2. The use of integration tools, middlewares and connectors is a complete waste of time. Not only that you need to set up 2 complex systems (ERP & PLM) – You now need to set up a 3’rd system such as BizTalk or WebSphere which also cost a lot of money and take forever to set-up with attribute and class mappings.
3. My approach – The only way that I found this to work is the old way. Once the ERP and PLM systems are in place (in terms of data model) – Use files (flat files or XML files), or SQL stored procedures to replicate data from one system to the other.
If we take files for example which we use to exchange data – Writing a small app to login to the system, query the information and write it to XML files with proper monitoring of data integrity and completeness of the operations, is a fairly easy task, and more importantly – This application is easily re-usable with only little modifications.

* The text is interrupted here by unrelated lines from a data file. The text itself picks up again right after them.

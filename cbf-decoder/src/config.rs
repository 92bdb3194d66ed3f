//! Renderer configuration types
//!
//! The decoder itself takes no options: the CBF layout is fixed. What can be
//! configured is how a decoded file is written out as delimited text.

use serde::{Deserialize, Serialize};

/// Configuration for the delimited-text renderer
#[derive(Debug, Clone, PartialEq, Eq, Serialize, Deserialize)]
pub struct RenderConfig {
    /// Column separator (default: `,`)
    #[serde(default = "default_delimiter")]
    pub delimiter: char,

    /// Whether to write the three heading lines before the table
    #[serde(default = "default_true")]
    pub include_headings: bool,

    /// Whether to write `Error: ...` lines before the table
    #[serde(default = "default_true")]
    pub include_errors: bool,
}

fn default_delimiter() -> char {
    ','
}

fn default_true() -> bool {
    true
}

impl Default for RenderConfig {
    fn default() -> Self {
        Self {
            delimiter: default_delimiter(),
            include_headings: true,
            include_errors: true,
        }
    }
}

impl RenderConfig {
    /// Create a new render configuration with default settings
    pub fn new() -> Self {
        Self::default()
    }

    /// Builder method: set the column separator
    pub fn with_delimiter(mut self, delimiter: char) -> Self {
        self.delimiter = delimiter;
        self
    }

    /// Builder method: enable or disable heading lines
    pub fn with_headings(mut self, enabled: bool) -> Self {
        self.include_headings = enabled;
        self
    }

    /// Builder method: enable or disable error lines
    pub fn with_errors(mut self, enabled: bool) -> Self {
        self.include_errors = enabled;
        self
    }

    /// Write only the table
    pub fn table_only(self) -> Self {
        self.with_headings(false).with_errors(false)
    }
}
//! Heading block parsing

use super::{latin1, OPAQUE_MARKER_LEN};
use crate::cursor::ByteCursor;
use crate::types::{Headings, Stage};

/// Read the three headings and the opaque block between the second and third.
///
/// Headings read before a failure stay in `headings`; the error carries the
/// stage that ran out of bytes.
pub(super) fn parse_headings(
    cursor: &mut ByteCursor<'_>,
    headings: &mut Headings,
) -> Result<(), Stage> {
    headings.push(read_heading(cursor, Stage::Heading1)?);
    headings.push(read_heading(cursor, Stage::Heading2)?);

    // Usually 7B 14 8E 3F 00 00 00 00; meaning unknown, only the length matters
    cursor.skip(OPAQUE_MARKER_LEN).ok_or(Stage::Heading3)?;

    headings.push(read_heading(cursor, Stage::Heading3)?);
    Ok(())
}

fn read_heading(cursor: &mut ByteCursor<'_>, stage: Stage) -> Result<String, Stage> {
    let heading = cursor.read_cstring().map(latin1).ok_or(stage)?;
    log::trace!("{}: {:?}", stage, heading);
    Ok(heading)
}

To me – This solution, although not very “sophisticated” represents the fastest, easiest to set-up and requires the least amount of efforts from all sides.
These are my 2 cents..
Thanks for your comment. You’re right regarding actual available softwares and I would do pretty much the same things as you do with the actual tools I could have in my hands. My article is more talking about how it should be. Will it be in 2,5, 10 years? I don’t know, i just see it as the right way of making it work. When a car is shipped it is definitely related to ERP, PLM, CRM data etc… so why not having a single point of truth (the Car) for these systems. I think MDM will have an important role on that and it comes at the right time with cloud technologies. I’ll try to spend some time on Talend MDM product to see how it could help this process (http://www.talend.com/master-data-management/talend-mdm.php)

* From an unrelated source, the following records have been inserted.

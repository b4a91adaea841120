//! Runtime abstraction layer for async operations
//!
//! Tile loads are spawned through [`AsyncSpawner`] so the engine does not
//! depend on one executor. Tokio is the default; [`QueuedSpawner`] holds
//! spawned futures until the host drives them, which gives tests control over
//! completion order.

use std::future::Future;
use std::pin::Pin;
use std::sync::atomic::{AtomicBool, Ordering};
use std::sync::{Arc, Mutex};

use crate::Result;

/// A boxed, sendable unit of background work
pub type BoxedTask = Pin<Box<dyn Future<Output = ()> + Send + 'static>>;

/// A trait for spawning async tasks (object-safe version)
pub trait AsyncSpawner: Send + Sync + 'static {
    /// Spawn a future and return a handle to it
    fn spawn_boxed(&self, future: BoxedTask) -> Box<dyn AsyncHandle>;
}

/// Handle to a spawned async task
pub trait AsyncHandle: Send + Sync {
    /// Check if the task is finished
    fn is_finished(&self) -> bool;
}

/// Convenience wrapper that boxes `future` before spawning it
pub fn spawn_on<F>(spawner: &dyn AsyncSpawner, future: F) -> Box<dyn AsyncHandle>
where
    F: Future<Output = ()> + Send + 'static,
{
    spawner.spawn_boxed(Box::pin(future))
}

/// Spawner used when a map is built without one
pub fn default_spawner() -> Result<Arc<dyn AsyncSpawner>> {
    #[cfg(feature = "tokio-runtime")]
    {
        Ok(Arc::new(spawners::tokio_impl::TokioSpawner::current()?))
    }

    #[cfg(not(feature = "tokio-runtime"))]
    {
        Err(crate::MapError::Runtime(
            "no async runtime available; enable 'tokio-runtime' or supply a spawner".into(),
        ))
    }
}

/// Default spawner implementations
pub mod spawners {
    use super::*;

    #[cfg(feature = "tokio-runtime")]
    pub mod tokio_impl {
        use super::*;
        use ::tokio::runtime::Handle;
        use ::tokio::task::JoinHandle;

        /// Tokio-based async spawner bound to a runtime handle
        #[derive(Debug, Clone)]
        pub struct TokioSpawner {
            handle: Handle,
        }

        impl TokioSpawner {
            pub fn new(handle: Handle) -> Self {
                Self { handle }
            }

            /// Binds to the runtime the caller is running inside
            pub fn current() -> Result<Self> {
                Handle::try_current()
                    .map(Self::new)
                    .map_err(|e| crate::MapError::Runtime(e.to_string()))
            }
        }

        impl AsyncSpawner for TokioSpawner {
            fn spawn_boxed(&self, future: BoxedTask) -> Box<dyn AsyncHandle> {
                Box::new(TokioHandle(self.handle.spawn(future)))
            }
        }

        struct TokioHandle(JoinHandle<()>);

        impl AsyncHandle for TokioHandle {
            fn is_finished(&self) -> bool {
                self.0.is_finished()
            }
        }
    }

    /// Holds spawned futures until the host runs them
    #[derive(Default)]
    pub struct QueuedSpawner {
        queue: Mutex<Vec<(BoxedTask, Arc<AtomicBool>)>>,
    }

    impl QueuedSpawner {
        pub fn new() -> Self {
            Self::default()
        }

        /// Number of spawned futures not yet run
        pub fn pending(&self) -> usize {
            self.queue.lock().map(|queue| queue.len()).unwrap_or(0)
        }

        /// Runs the `index`-th queued future to completion. Returns false when
        /// no future sits at that position.
        pub fn run_one(&self, index: usize) -> bool {
            let task = match self.queue.lock() {
                Ok(mut queue) if index < queue.len() => queue.remove(index),
                _ => return false,
            };
            Self::run(task);
            true
        }

        /// Runs every queued future in spawn order, including any spawned
        /// while running. Returns how many ran.
        pub fn run_all(&self) -> usize {
            let mut ran = 0;
            while self.run_one(0) {
                ran += 1;
            }
            ran
        }

        fn run((future, finished): (BoxedTask, Arc<AtomicBool>)) {
            futures::executor::block_on(future);
            finished.store(true, Ordering::Release);
        }
    }

    impl std::fmt::Debug for QueuedSpawner {
        fn fmt(&self, f: &mut std::fmt::Formatter<'_>) -> std::fmt::Result {
            f.debug_struct("QueuedSpawner")
                .field("pending", &self.pending())
                .finish()
        }
    }

    impl AsyncSpawner for QueuedSpawner {
        fn spawn_boxed(&self, future: BoxedTask) -> Box<dyn AsyncHandle> {
            let finished = Arc::new(AtomicBool::new(false));
            match self.queue.lock() {
                Ok(mut queue) => queue.push((future, finished.clone())),
                Err(_) => log::warn!("queued spawner lock poisoned, dropping task"),
            }
            Box::new(QueuedHandle(finished))
        }
    }

    struct QueuedHandle(Arc<AtomicBool>);

    impl AsyncHandle for QueuedHandle {
        fn is_finished(&self) -> bool {
            self.0.load(Ordering::Acquire)
        }
    }
}

pub use spawners::QueuedSpawner;
#[cfg(feature = "tokio-runtime")]
pub use spawners::tokio_impl::TokioSpawner;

PS: how is the European Amazon EC2 cloud connection from Israel?
I agree with Sagi, the simplest solution is usually the most elegant, robust, and many times the only one that ever works. I have watched many customers invest 100s of man-days of development using heavy integration tools… when a simple data extract and import would move a BOM equally well. Any modern architecture PLM and ERP system includes a simple API for exporting and importing data. My 2 cents – always try the simple approach first !
Thanks Peter for your comment.
Once again, the goal of this article is to say that I think this is the way it should be done if the technology was enough flexible and sustainable to allow it. I think if we combine the use of MDM concepts and a better use of standards we could go further on this enterprise software integration.
My fear is that because of a lack of good technologies, we use alternative solutions and we forget to come back at the best concept when technology make it possible to be implemented.
So yes, let’s use clear flat files (csv and xml) but make sure we keep in mind that all this should one day be integrated in a better way.